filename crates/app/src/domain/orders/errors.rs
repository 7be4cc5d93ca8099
//! Orders service errors.

use bazaar::{checkout::AssemblyError, customers::ValidationErrors, orders::TransitionError};
use sqlx::{
    Error,
    error::{DatabaseError, ErrorKind},
};
use thiserror::Error;

/// `serialization_failure` and `deadlock_detected`.
const CONTENTION_SQLSTATES: [&str; 2] = ["40001", "40P01"];

#[derive(Debug, Error)]
pub enum OrdersServiceError {
    #[error("invalid checkout: {0}")]
    Invalid(#[source] ValidationErrors),

    #[error("order rejected: {0}")]
    Rejected(#[source] AssemblyError),

    #[error("coupon usage limit reached")]
    CouponExhausted,

    #[error(transparent)]
    IllegalTransition(TransitionError),

    #[error("order was changed concurrently")]
    StatusConflict,

    #[error("could not allocate a unique order number")]
    OrderNumberExhausted,

    #[error("order not found")]
    NotFound,

    #[error("order already exists")]
    AlreadyExists,

    #[error("order references an unknown product, variant or coupon")]
    InvalidReference,

    #[error("missing required data")]
    MissingRequiredData,

    #[error("invalid data")]
    InvalidData,

    #[error("transaction aborted by a concurrent checkout")]
    Contention(#[source] Error),

    #[error("storage error")]
    Sql(#[source] Error),
}

impl OrdersServiceError {
    /// Machine-readable reason code.
    pub fn reason_code(&self) -> &'static str {
        match self {
            Self::Invalid(_) | Self::InvalidData | Self::MissingRequiredData => "INVALID_INPUT",
            Self::Rejected(error) => error.reason_code(),
            Self::CouponExhausted => "COUPON_EXHAUSTED",
            Self::IllegalTransition(error) => error.reason_code(),
            Self::StatusConflict => "STATUS_CONFLICT",
            Self::NotFound => "NOT_FOUND",
            Self::InvalidReference => "PRODUCT_UNAVAILABLE",
            Self::AlreadyExists
            | Self::OrderNumberExhausted
            | Self::Contention(_)
            | Self::Sql(_) => "INTERNAL",
        }
    }

    /// Whether re-running assembly against fresh state may succeed.
    ///
    /// Coupon exhaustion is final: the usage slot is gone.
    pub fn is_retryable(&self) -> bool {
        matches!(
            self,
            Self::Rejected(AssemblyError::InsufficientStock { .. }) | Self::Contention(_)
        )
    }
}

impl From<Error> for OrdersServiceError {
    fn from(error: Error) -> Self {
        if matches!(error, Error::RowNotFound) {
            return Self::NotFound;
        }

        if let Some(db_error) = error.as_database_error()
            && db_error
                .code()
                .is_some_and(|code| CONTENTION_SQLSTATES.contains(&&*code))
        {
            return Self::Contention(error);
        }

        match error.as_database_error().map(DatabaseError::kind) {
            Some(ErrorKind::UniqueViolation) => Self::AlreadyExists,
            Some(ErrorKind::ForeignKeyViolation) => Self::InvalidReference,
            Some(ErrorKind::NotNullViolation) => Self::MissingRequiredData,
            Some(ErrorKind::CheckViolation) => Self::InvalidData,
            _ if matches!(error, Error::ColumnDecode { .. }) => Self::InvalidData,
            _ => Self::Sql(error),
        }
    }
}

impl From<AssemblyError> for OrdersServiceError {
    fn from(error: AssemblyError) -> Self {
        Self::Rejected(error)
    }
}

impl From<TransitionError> for OrdersServiceError {
    fn from(error: TransitionError) -> Self {
        Self::IllegalTransition(error)
    }
}

impl From<ValidationErrors> for OrdersServiceError {
    fn from(errors: ValidationErrors) -> Self {
        Self::Invalid(errors)
    }
}

#[cfg(test)]
mod tests {
    use bazaar::{
        catalog::{LineKey, ProductUuid},
        coupons::CouponError,
        orders::OrderStatus,
    };

    use super::*;

    #[test]
    fn only_stock_races_and_contention_are_retryable() {
        let line = LineKey::product(ProductUuid::new());

        let short = OrdersServiceError::Rejected(AssemblyError::InsufficientStock {
            line,
            requested: 2,
            available: 1,
        });

        assert!(short.is_retryable(), "stock race should be retryable");
        assert!(
            !OrdersServiceError::CouponExhausted.is_retryable(),
            "coupon exhaustion is final"
        );
        assert!(
            !OrdersServiceError::Rejected(AssemblyError::ProductUnavailable { line }).is_retryable(),
            "unavailable product is final"
        );
    }

    #[test]
    fn reason_codes_follow_the_rejection() {
        let coupon = OrdersServiceError::Rejected(AssemblyError::CouponInvalid(CouponError::Expired));
        let transition = OrdersServiceError::from(TransitionError::Order {
            from: OrderStatus::Delivered,
            to: OrderStatus::Pending,
        });

        assert_eq!(coupon.reason_code(), "COUPON_INVALID");
        assert_eq!(OrdersServiceError::CouponExhausted.reason_code(), "COUPON_EXHAUSTED");
        assert_eq!(transition.reason_code(), "ILLEGAL_TRANSITION");
        assert_eq!(OrdersServiceError::from(Error::RowNotFound).reason_code(), "NOT_FOUND");
    }
}
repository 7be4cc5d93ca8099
//! Result helper extensions for HTTP handlers.

use std::fmt::Display;

use salvo::prelude::StatusError;
use tracing::error;

/// Map any error to a logged internal server error.
pub(crate) trait ResultExt<T> {
    fn or_500(self, context: &str) -> Result<T, StatusError>;
}

impl<T, E> ResultExt<T> for Result<T, E>
where
    E: Display,
{
    fn or_500(self, context: &str) -> Result<T, StatusError> {
        self.map_err(|error| {
            error!("{context}: {error}");

            StatusError::internal_server_error()
        })
    }
}
//! Process-global observability runtime settings.

use std::sync::atomic::{AtomicU64, Ordering};

use crate::config::ServerConfig;

const DEFAULT_SLOW_REQUEST_THRESHOLD_MS: u64 = 1_000;

static SLOW_REQUEST_THRESHOLD_MS: AtomicU64 = AtomicU64::new(DEFAULT_SLOW_REQUEST_THRESHOLD_MS);

pub(super) fn apply_runtime_config(config: &ServerConfig) {
    SLOW_REQUEST_THRESHOLD_MS.store(
        config.observability.slow_request_threshold_ms,
        Ordering::Relaxed,
    );
}

pub(super) fn slow_request_threshold_ms() -> u64 {
    SLOW_REQUEST_THRESHOLD_MS.load(Ordering::Relaxed)
}
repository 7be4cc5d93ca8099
//! Request-level logging and request IDs.

mod request_ids;
mod spans;

use std::time::Instant;

use salvo::{
    Request, handler,
    prelude::{Depot, FlowCtrl, Response},
};
use tracing::Instrument as _;
use tracing::{error, info, warn};

use super::{metrics, settings};

const REQUEST_ID_DEPOT_KEY: &str = "request_id";

#[handler]
pub(crate) async fn request_logging(
    req: &mut Request,
    depot: &mut Depot,
    res: &mut Response,
    ctrl: &mut FlowCtrl,
) {
    if req.uri().path() == "/metrics" {
        ctrl.call_next(req, depot, res).await;
        return;
    }

    let started = Instant::now();

    let request_id =
        request_ids::resolve_request_id(req.header::<String>(request_ids::REQUEST_ID_HEADER));

    depot.insert(REQUEST_ID_DEPOT_KEY, request_id.clone());

    request_ids::set_request_id_header(res, &request_id);

    let method = req.method().to_string();
    let path = req.uri().path().to_owned();
    let route = spans::normalise_path(&path);
    let remote_addr = req.remote_addr().to_string();
    let _in_flight_request = metrics::InFlightRequestGuard::track();

    let span = tracing::info_span!(
        parent: None,
        "http.request",
        request_id = %request_id,
        method = %method,
        route = %route,
        remote_addr = %remote_addr,
        status = tracing::field::Empty,
        duration_ms = tracing::field::Empty
    );

    ctrl.call_next(req, depot, res)
        .instrument(span.clone())
        .await;

    let duration = started.elapsed();
    let status = request_ids::response_status_or_ok(res.status_code);
    let duration_ms = duration.as_millis();
    let threshold_ms = u128::from(settings::slow_request_threshold_ms());

    metrics::observe_request(&method, &route, status.as_u16(), duration.as_secs_f64());

    span.record("status", status.as_u16());
    span.record("duration_ms", duration_ms);

    span.in_scope(|| {
        info!(status = status.as_u16(), duration_ms, "request.completed");

        if status.is_server_error() {
            error!(
                status = status.as_u16(),
                method = %method,
                path = %path,
                request_id = %request_id,
                "server error response"
            );
        } else if status.is_client_error() {
            warn!(
                status = status.as_u16(),
                method = %method,
                path = %path,
                request_id = %request_id,
                "client error response"
            );
        }

        if duration_ms > threshold_ms {
            warn!(
                method = %method,
                path = %path,
                request_id = %request_id,
                duration_ms,
                threshold_ms,
                "slow request detected"
            );
        }
    });
}
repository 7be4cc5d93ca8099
//! Extension traits

mod depot;
mod result;

pub(crate) use depot::DepotExt as _;
pub(crate) use depot::StaffDepotExt as _;
pub(crate) use result::ResultExt as _;
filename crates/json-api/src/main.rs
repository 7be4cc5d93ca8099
//! Bazaar JSON API Server

use std::process;

use salvo::{
    affix_state::inject,
    oapi::{
        OpenApi,
        security::{Http, HttpAuthScheme, SecurityScheme},
        swagger_ui::SwaggerUi,
    },
    prelude::*,
    trailing_slash::remove_slash,
};
use tracing::{error, info};

use bazaar_app::context::AppContext;

use crate::{config::ServerConfig, state::State};

mod auth;
mod config;
mod coupons;
mod errors;
mod extensions;
mod healthcheck;
mod observability;
mod orders;
mod router;
mod shutdown;
mod state;
#[cfg(test)]
mod test_helpers;

/// Bazaar JSON API Server entry point
///
/// # Panics
///
/// Panics if the server fails to bind or serve requests
#[tokio::main]
pub async fn main() {
    // Load configuration from .env and CLI arguments
    let config = ServerConfig::load().unwrap_or_else(|e| {
        #[expect(
            clippy::print_stderr,
            reason = "logging not initialized yet, must use eprintln for config errors"
        )]
        {
            eprintln!("Configuration error: {e}");
        }

        process::exit(1);
    });

    if let Err(init_error) = observability::init(&config) {
        #[expect(
            clippy::print_stderr,
            reason = "tracing failed to initialise, stderr is the only sink left"
        )]
        {
            eprintln!("Observability error: {init_error}");
        }

        process::exit(1);
    }

    let addr = config.socket_addr();

    info!("Starting server on {addr}");

    // Bind server
    let listener = TcpListener::new(addr).bind().await;

    let app = match AppContext::from_database_url(
        &config.database.database_url,
        config.database.database_max_connections,
        config.database.run_migrations,
    )
    .await
    {
        Ok(app) => app,
        Err(init_error) => {
            error!("failed to initialize app context: {init_error}");

            process::exit(1);
        }
    };

    let router = Router::new()
        .hoop(CatchPanic::new())
        .hoop(remove_slash())
        .hoop(observability::request_logging)
        .hoop(inject(State::from_app_context(app)))
        .push(Router::with_path("healthcheck").get(healthcheck::handler))
        .push(Router::with_path("metrics").get(observability::metrics_handler))
        .push(router::app_router());

    let doc = OpenApi::new("Bazaar API", env!("CARGO_PKG_VERSION"))
        .add_security_scheme(
            "bearer_auth",
            SecurityScheme::Http(Http::new(HttpAuthScheme::Bearer)),
        )
        .merge_router(&router);

    let router = router
        .push(doc.into_router("/api-doc/openapi.json"))
        .push(SwaggerUi::new("/api-doc/openapi.json").into_router("docs"));

    let server = Server::new(listener);

    let handle = server.handle();
    let grace = config.server.shutdown_grace();

    // Listen for shutdown signal
    tokio::spawn(async move {
        if let Err(error) = shutdown::listen(handle, grace).await {
            error!("failed to listen for shutdown signal: {error}");
        }
    });

    // Start serving requests
    server.serve(router).await;
}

▬▬▬▬▬▬

WHAT YOU NEED TO DO
Number of lines containing "FlowCtrl" in the material above: give that number alone.

SOLVED PROBLEM
2